■ Assigned task ■
Only a number is wanted here: how many lines in the entries below contain the word "SearchKind".

■ Records for this task ■
────────────────

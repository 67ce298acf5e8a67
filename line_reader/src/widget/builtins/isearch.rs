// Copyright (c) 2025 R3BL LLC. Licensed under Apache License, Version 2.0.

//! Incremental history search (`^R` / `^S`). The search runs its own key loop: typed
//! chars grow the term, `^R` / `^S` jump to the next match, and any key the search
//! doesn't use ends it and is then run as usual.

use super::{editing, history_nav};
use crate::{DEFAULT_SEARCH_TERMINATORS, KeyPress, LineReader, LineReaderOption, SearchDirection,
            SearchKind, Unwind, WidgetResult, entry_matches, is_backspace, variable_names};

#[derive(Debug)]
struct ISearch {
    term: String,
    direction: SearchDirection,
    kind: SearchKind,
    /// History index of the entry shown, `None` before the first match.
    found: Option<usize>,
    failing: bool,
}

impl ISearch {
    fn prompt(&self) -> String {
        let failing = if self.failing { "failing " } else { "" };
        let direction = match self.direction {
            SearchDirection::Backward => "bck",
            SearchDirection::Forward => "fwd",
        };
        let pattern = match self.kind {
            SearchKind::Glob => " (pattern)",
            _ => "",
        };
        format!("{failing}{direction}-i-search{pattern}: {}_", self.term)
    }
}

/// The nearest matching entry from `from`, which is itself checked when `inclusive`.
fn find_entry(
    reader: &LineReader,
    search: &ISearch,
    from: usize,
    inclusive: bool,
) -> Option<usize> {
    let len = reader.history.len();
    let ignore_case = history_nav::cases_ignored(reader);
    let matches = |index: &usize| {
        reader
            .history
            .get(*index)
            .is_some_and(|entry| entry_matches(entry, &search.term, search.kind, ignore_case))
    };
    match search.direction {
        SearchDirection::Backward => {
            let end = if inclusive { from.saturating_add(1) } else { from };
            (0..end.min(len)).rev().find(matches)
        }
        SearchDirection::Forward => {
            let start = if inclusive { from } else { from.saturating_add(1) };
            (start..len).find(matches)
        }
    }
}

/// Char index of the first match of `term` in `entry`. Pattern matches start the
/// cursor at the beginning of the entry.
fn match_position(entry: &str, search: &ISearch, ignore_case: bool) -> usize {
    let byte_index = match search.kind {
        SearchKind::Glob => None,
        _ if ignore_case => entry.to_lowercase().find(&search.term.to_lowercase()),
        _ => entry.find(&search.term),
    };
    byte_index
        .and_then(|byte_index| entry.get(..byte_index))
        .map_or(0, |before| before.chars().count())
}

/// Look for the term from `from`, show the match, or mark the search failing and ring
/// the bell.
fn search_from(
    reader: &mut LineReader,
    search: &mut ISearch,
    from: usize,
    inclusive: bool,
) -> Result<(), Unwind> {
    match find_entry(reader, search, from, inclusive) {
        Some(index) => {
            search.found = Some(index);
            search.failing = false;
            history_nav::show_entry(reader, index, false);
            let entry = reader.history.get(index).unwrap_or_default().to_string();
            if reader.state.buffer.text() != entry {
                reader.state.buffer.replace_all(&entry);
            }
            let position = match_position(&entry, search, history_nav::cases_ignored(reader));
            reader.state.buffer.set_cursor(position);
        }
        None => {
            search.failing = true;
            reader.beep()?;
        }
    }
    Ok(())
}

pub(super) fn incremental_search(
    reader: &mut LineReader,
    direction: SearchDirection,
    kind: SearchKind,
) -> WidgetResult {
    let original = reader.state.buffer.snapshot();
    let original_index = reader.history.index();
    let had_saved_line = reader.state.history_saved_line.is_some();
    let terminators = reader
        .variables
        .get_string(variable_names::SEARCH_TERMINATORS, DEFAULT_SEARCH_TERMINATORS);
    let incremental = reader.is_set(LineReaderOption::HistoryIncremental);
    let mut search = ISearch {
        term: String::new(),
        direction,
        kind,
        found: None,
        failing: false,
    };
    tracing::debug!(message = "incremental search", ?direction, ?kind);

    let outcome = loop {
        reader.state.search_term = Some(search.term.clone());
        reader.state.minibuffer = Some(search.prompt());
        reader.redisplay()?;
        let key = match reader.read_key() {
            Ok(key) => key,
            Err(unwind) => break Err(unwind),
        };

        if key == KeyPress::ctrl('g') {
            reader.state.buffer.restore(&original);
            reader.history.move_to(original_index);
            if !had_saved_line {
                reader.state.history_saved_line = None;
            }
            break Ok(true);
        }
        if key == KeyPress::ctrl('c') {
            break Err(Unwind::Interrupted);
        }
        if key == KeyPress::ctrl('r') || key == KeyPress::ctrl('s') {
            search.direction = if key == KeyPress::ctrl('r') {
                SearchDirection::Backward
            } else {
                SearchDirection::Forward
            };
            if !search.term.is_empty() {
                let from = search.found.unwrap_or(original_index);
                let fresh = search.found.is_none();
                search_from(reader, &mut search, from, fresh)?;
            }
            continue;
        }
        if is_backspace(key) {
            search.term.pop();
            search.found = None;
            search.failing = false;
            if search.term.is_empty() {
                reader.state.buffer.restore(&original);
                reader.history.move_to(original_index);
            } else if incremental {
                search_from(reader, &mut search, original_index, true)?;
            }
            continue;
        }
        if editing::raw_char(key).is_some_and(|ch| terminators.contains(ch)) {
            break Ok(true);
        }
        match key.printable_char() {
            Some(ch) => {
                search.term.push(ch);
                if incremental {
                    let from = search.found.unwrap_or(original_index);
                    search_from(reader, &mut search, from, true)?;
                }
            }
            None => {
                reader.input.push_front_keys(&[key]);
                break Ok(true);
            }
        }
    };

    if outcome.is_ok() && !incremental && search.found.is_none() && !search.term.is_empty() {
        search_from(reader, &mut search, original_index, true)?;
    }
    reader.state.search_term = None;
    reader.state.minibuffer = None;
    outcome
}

────────────────

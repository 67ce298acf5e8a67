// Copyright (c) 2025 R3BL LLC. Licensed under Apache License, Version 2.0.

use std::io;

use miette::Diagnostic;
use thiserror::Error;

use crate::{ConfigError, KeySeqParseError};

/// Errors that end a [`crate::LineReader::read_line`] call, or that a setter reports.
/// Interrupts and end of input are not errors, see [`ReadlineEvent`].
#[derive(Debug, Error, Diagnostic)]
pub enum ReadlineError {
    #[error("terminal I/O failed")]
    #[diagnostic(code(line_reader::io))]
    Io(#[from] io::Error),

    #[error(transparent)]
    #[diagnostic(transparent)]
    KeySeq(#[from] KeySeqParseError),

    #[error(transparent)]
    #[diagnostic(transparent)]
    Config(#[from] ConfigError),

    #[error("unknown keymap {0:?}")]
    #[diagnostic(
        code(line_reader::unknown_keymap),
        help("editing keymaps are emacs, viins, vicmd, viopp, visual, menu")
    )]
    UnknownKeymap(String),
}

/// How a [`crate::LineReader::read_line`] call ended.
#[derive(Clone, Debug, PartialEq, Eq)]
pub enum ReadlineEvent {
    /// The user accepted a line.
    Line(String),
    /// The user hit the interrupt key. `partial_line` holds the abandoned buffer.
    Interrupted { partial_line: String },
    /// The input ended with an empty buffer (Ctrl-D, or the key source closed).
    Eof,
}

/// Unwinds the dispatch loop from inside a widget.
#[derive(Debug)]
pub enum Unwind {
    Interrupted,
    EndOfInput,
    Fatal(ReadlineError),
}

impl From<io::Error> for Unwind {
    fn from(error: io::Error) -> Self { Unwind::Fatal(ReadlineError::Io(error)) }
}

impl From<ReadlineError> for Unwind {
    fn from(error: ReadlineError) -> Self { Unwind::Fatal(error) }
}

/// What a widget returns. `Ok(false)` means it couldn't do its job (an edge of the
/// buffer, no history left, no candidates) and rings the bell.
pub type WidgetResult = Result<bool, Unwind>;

────────────────

■ Answer box ■
5